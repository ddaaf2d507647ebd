/// Provides the PackURI value type and utilities for working with package URIs.
///
/// A PackURI represents a part name within an OPC package. PackURIs always
/// begin with a forward slash and use forward slashes as path separators.
use crate::common::{Error, Result};

/// Represents a package URI, which is a partname within an OPC package.
#[derive(Debug, Clone, PartialEq, Eq, Hash)]
pub struct PackURI {
    /// The full pack URI string (e.g., "/xl/workbook.xml")
    uri: String,
}

impl PackURI {
    /// Create a new PackURI from a string.
    ///
    /// # Returns
    /// * `Ok(PackURI)` if the URI is valid
    /// * `Err` if the URI doesn't start with a forward slash
    pub fn new<S: Into<String>>(uri: S) -> Result<Self> {
        let uri = uri.into();
        if !uri.starts_with('/') {
            return Err(Error::InvalidFormat(format!(
                "PackURI must begin with slash, got '{}'",
                uri
            )));
        }
        Ok(PackURI { uri })
    }

    /// Create a PackURI from a relationship target and the source's base URI.
    ///
    /// Targets that are already absolute (start with `/`) ignore the base,
    /// which some producers emit for workbook relationships.
    ///
    /// # Arguments
    /// * `base_uri` - The base URI to resolve from (e.g., "/xl")
    /// * `relative_ref` - The relative reference to resolve (e.g., "worksheets/sheet1.xml")
    pub fn from_rel_ref(base_uri: &str, relative_ref: &str) -> Result<Self> {
        let joined = if relative_ref.starts_with('/') {
            relative_ref.to_string()
        } else if base_uri.ends_with('/') {
            format!("{}{}", base_uri, relative_ref)
        } else {
            format!("{}/{}", base_uri, relative_ref)
        };
        Self::new(Self::normalize_path(&joined))
    }

    /// Get the base URI (directory portion) of this PackURI.
    ///
    /// For example, "/xl/worksheets" for "/xl/worksheets/sheet1.xml".
    /// For the package pseudo-partname "/", returns "/".
    pub fn base_uri(&self) -> &str {
        match self.uri.rfind('/') {
            Some(0) | None => "/",
            Some(pos) => &self.uri[..pos],
        }
    }

    /// Get the filename portion of this PackURI.
    pub fn filename(&self) -> &str {
        match self.uri.rfind('/') {
            Some(pos) => &self.uri[pos + 1..],
            None => "",
        }
    }

    /// Get the membername (URI with leading slash stripped).
    ///
    /// This is the form used as the Zip file membername for the package item.
    pub fn membername(&self) -> &str {
        &self.uri[1..]
    }

    /// Get the PackURI of the .rels part corresponding to this PackURI.
    ///
    /// For example, "/xl/_rels/workbook.xml.rels" for "/xl/workbook.xml",
    /// and "/_rels/.rels" for the package itself.
    pub fn rels_uri(&self) -> Result<PackURI> {
        let base_uri = self.base_uri();
        let rels_filename = format!("{}.rels", self.filename());
        if base_uri == "/" {
            Self::new(format!("/_rels/{}", rels_filename))
        } else {
            Self::new(format!("{}/_rels/{}", base_uri, rels_filename))
        }
    }

    /// Get the full URI string.
    pub fn as_str(&self) -> &str {
        &self.uri
    }

    /// Resolve "." and ".." segments.
    fn normalize_path(path: &str) -> String {
        let mut parts: Vec<&str> = Vec::new();

        for part in path.split('/') {
            match part {
                "" | "." => {},
                ".." => {
                    parts.pop();
                },
                _ => parts.push(part),
            }
        }

        format!("/{}", parts.join("/"))
    }
}

impl std::fmt::Display for PackURI {
    fn fmt(&self, f: &mut std::fmt::Formatter<'_>) -> std::fmt::Result {
        write!(f, "{}", self.uri)
    }
}

impl AsRef<str> for PackURI {
    fn as_ref(&self) -> &str {
        &self.uri
    }
}

/// The package pseudo-partname, representing the package itself
pub const PACKAGE_URI: &str = "/";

####

* [Description of the task]: Your task is to reproduce exactly the lines that begin at the line containing "impl AsRef<str> for" and end at the final line of the data above.

* [Answer for the task]:
impl AsRef<str> for PackURI {
    fn as_ref(&self) -> &str {
        &self.uri
    }
}

/// The package pseudo-partname, representing the package itself
pub const PACKAGE_URI: &str = "/";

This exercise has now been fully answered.